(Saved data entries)
────────────────
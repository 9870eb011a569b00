//! Per-node lag state machine.
//!
//! Each node sits in one of three tiers relative to the majority:
//!
//! - `None`: state and session both match.
//! - `Minor`: same session, different state. Restarts after the minor grace.
//! - `Major`: different session. Restarts after the (longer) major grace.
//!
//! A minor node whose session diverges escalates to major with a fresh
//! timer. A major node stays major until it fully realigns.
//!
//! When a timer expires the record is reset optimistically and the
//! discarded record is kept aside. If the restart board later shows that
//! no restart happened for the node (runtime failure or warm-up), the
//! record is put back so the next cycle asks again.

use chrono::{DateTime, Utc};
use serde::{Deserialize, Serialize};
use std::collections::HashMap;
use std::fmt;
use std::time::Duration;
use tracing::{debug, info, warn};

use super::board::{BaselineWatch, RestartBoard};
use super::majority::MajoritySnapshot;
use super::state::LagWindow;
use crate::models::node::{NodeIdentity, NodeObservation, StatePair};
use crate::models::restart::{RestartReason, RestartRequest};

#[derive(Debug, Clone, Copy, PartialEq, Eq, Default, Serialize, Deserialize)]
#[serde(rename_all = "SCREAMING_SNAKE_CASE")]
pub enum LagTier {
    #[default]
    None,
    Minor,
    Major,
}

impl fmt::Display for LagTier {
    fn fmt(&self, f: &mut fmt::Formatter<'_>) -> fmt::Result {
        match self {
            LagTier::None => write!(f, "NONE"),
            LagTier::Minor => write!(f, "MINOR"),
            LagTier::Major => write!(f, "MAJOR"),
        }
    }
}

#[derive(Debug, Clone, PartialEq, Eq)]
pub struct NodeLagRecord {
    pub identity: NodeIdentity,
    pub tier: LagTier,
    /// Set while the tier is not `None`
    pub entered_at: Option<DateTime<Utc>>,
    /// Majority the node was last compared against
    pub majority: Option<StatePair>,
}

impl NodeLagRecord {
    fn aligned(identity: NodeIdentity) -> Self {
        Self {
            identity,
            tier: LagTier::None,
            entered_at: None,
            majority: None,
        }
    }

    fn enter(&mut self, tier: LagTier, now: DateTime<Utc>) {
        self.tier = tier;
        self.entered_at = Some(now);
    }
}

pub struct LagDetector {
    minor_grace: Duration,
    major_grace: Duration,
    nodes: Vec<String>,
    records: HashMap<String, NodeLagRecord>,
    /// Records discarded by a restart request that has not been confirmed yet
    pending: HashMap<String, NodeLagRecord>,
    watch: BaselineWatch,
}

impl LagDetector {
    pub fn new<'a>(
        nodes: impl IntoIterator<Item = &'a NodeIdentity>,
        minor_grace: Duration,
        major_grace: Duration,
    ) -> Self {
        Self {
            minor_grace,
            major_grace,
            nodes: nodes.into_iter().map(|n| n.name.clone()).collect(),
            records: HashMap::new(),
            pending: HashMap::new(),
            watch: BaselineWatch::new(),
        }
    }

    pub fn tier(&self, node: &str) -> LagTier {
        self.records
            .get(node)
            .map(|r| r.tier)
            .unwrap_or_default()
    }

    pub fn record(&self, node: &str) -> Option<&NodeLagRecord> {
        self.records.get(node)
    }

    /// Open lag windows, for the state file.
    pub fn windows(&self) -> impl Iterator<Item = (&str, LagWindow)> + '_ {
        self.records
            .iter()
            .filter_map(|(name, record)| match (record.tier, record.entered_at) {
                (LagTier::None, _) | (_, None) => None,
                (tier, Some(entered_at)) => Some((name.as_str(), LagWindow { tier, entered_at })),
            })
    }

    /// Reopen a window saved by a previous run.
    pub fn restore(&mut self, identity: &NodeIdentity, window: LagWindow) {
        if window.tier == LagTier::None || !self.nodes.contains(&identity.name) {
            return;
        }
        let mut record = NodeLagRecord::aligned(identity.clone());
        record.enter(window.tier, window.entered_at);
        self.records.insert(identity.name.clone(), record);
    }

    /// Apply restart outcomes published since the last call.
    pub fn reconcile(&mut self, board: &RestartBoard) {
        for name in &self.nodes {
            let change = self.watch.poll(board, name);
            if change.restarted {
                self.pending.remove(name);
                if let Some(record) = self.records.get_mut(name) {
                    debug!(node = %name, "lag record reset after restart");
                    *record = NodeLagRecord::aligned(record.identity.clone());
                }
            } else if change.not_actuated {
                if let Some(stashed) = self.pending.remove(name) {
                    warn!(
                        node = %name,
                        tier = %stashed.tier,
                        "restart not carried out, restoring lag record"
                    );
                    self.records.insert(name.clone(), stashed);
                }
            }
        }
    }

    /// Compare one observation with the cycle's majority.
    pub fn evaluate(
        &mut self,
        observation: &NodeObservation,
        majority: &MajoritySnapshot,
        now: DateTime<Utc>,
    ) -> Option<RestartRequest> {
        let identity = &observation.identity;
        let name = identity.name.as_str();
        let pair = observation.pair();
        let record = self
            .records
            .entry(name.to_string())
            .or_insert_with(|| NodeLagRecord::aligned(identity.clone()));
        record.majority = Some(majority.pair);

        if pair == majority.pair {
            if record.tier != LagTier::None {
                info!(node = %name, from = %record.tier, "node realigned with majority");
                record.tier = LagTier::None;
                record.entered_at = None;
            }
            self.pending.remove(name);
            return None;
        }

        let session_diverged = observation.session != majority.session();
        match record.tier {
            LagTier::None => {
                let tier = if session_diverged {
                    LagTier::Major
                } else {
                    LagTier::Minor
                };
                info!(node = %name, %tier, node_pair = %pair, majority = %majority.pair, "node diverged");
                record.enter(tier, now);
                return None;
            }
            LagTier::Minor if session_diverged => {
                info!(node = %name, node_pair = %pair, majority = %majority.pair, "session diverged, escalating");
                record.enter(LagTier::Major, now);
                return None;
            }
            LagTier::Minor | LagTier::Major => {}
        }

        let (grace, reason) = match record.tier {
            LagTier::Major => (self.major_grace, RestartReason::LagMajor),
            _ => (self.minor_grace, RestartReason::LagMinor),
        };
        let entered_at = record.entered_at.unwrap_or(now);
        let elapsed = (now - entered_at).to_std().unwrap_or_default();
        if elapsed < grace {
            return None;
        }

        let details = format!(
            "{} tier for {}s: node at {} vs majority {}",
            record.tier,
            elapsed.as_secs(),
            pair,
            majority.pair
        );
        info!(node = %name, %reason, elapsed_secs = elapsed.as_secs(), "lag grace expired");
        let discarded = std::mem::replace(record, NodeLagRecord::aligned(identity.clone()));
        self.pending.insert(name.to_string(), discarded);
        Some(RestartRequest::new(identity.clone(), reason, details, now))
    }
}
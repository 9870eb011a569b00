//! Runtime-mutable settings shared between the detectors and remote control.

use std::sync::{Arc, PoisonError, RwLock};
use std::time::Duration;

use crate::models::constants::{
    MAX_STAGNATION_THRESHOLD_MINUTES, MIN_STAGNATION_THRESHOLD_MINUTES,
};

use super::ConfigError;

/// The only configuration fields that may change while the watcher runs.
#[derive(Debug, Clone, Copy, PartialEq, Eq)]
pub struct LiveSettings {
    pub stagnation_alert_enabled: bool,
    pub stagnation_threshold: Duration,
}

impl LiveSettings {
    pub fn stagnation_threshold_minutes(&self) -> u64 {
        self.stagnation_threshold.as_secs() / 60
    }
}

/// Single-writer, many-reader slot holding [`LiveSettings`].
///
/// Readers copy out a whole snapshot, so no evaluation ever sees a
/// half-applied update.
#[derive(Debug, Clone)]
pub struct SharedSettings {
    inner: Arc<RwLock<LiveSettings>>,
}

impl SharedSettings {
    pub fn new(initial: LiveSettings) -> Self {
        Self {
            inner: Arc::new(RwLock::new(initial)),
        }
    }

    /// Copy of the current settings.
    pub fn snapshot(&self) -> LiveSettings {
        // A writer cannot leave the value half-written, so a poisoned lock
        // still guards a consistent value.
        *self.inner.read().unwrap_or_else(PoisonError::into_inner)
    }

    pub fn set_stagnation_enabled(&self, enabled: bool) {
        let mut guard = self.inner.write().unwrap_or_else(PoisonError::into_inner);
        guard.stagnation_alert_enabled = enabled;
    }

    /// Replace the stagnation threshold. Out-of-range values leave the
    /// current threshold untouched.
    pub fn set_stagnation_threshold(&self, threshold: Duration) -> Result<(), ConfigError> {
        validate_stagnation_threshold(threshold)?;
        let mut guard = self.inner.write().unwrap_or_else(PoisonError::into_inner);
        guard.stagnation_threshold = threshold;
        Ok(())
    }
}

/// Check a threshold against the accepted minute range.
pub fn validate_stagnation_threshold(threshold: Duration) -> Result<(), ConfigError> {
    let min = Duration::from_secs(MIN_STAGNATION_THRESHOLD_MINUTES * 60);
    let max = Duration::from_secs(MAX_STAGNATION_THRESHOLD_MINUTES * 60);
    if threshold < min || threshold > max {
        return Err(ConfigError::StagnationThresholdOutOfRange {
            minutes: threshold.as_secs() / 60,
            min: MIN_STAGNATION_THRESHOLD_MINUTES,
            max: MAX_STAGNATION_THRESHOLD_MINUTES,
        });
    }
    Ok(())
}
────────────────
### WORK INSTRUCTIONS
Beginning at the first line above, repeat exactly until the line containing "the minor grace.", which is included.

### EXERCISE RESPONSE
repository 9870eb011a569b00
//! Per-node lag state machine.
//!
//! Each node sits in one of three tiers relative to the majority:
//!
//! - `None`: state and session both match.
//! - `Minor`: same session, different state. Restarts after the minor grace.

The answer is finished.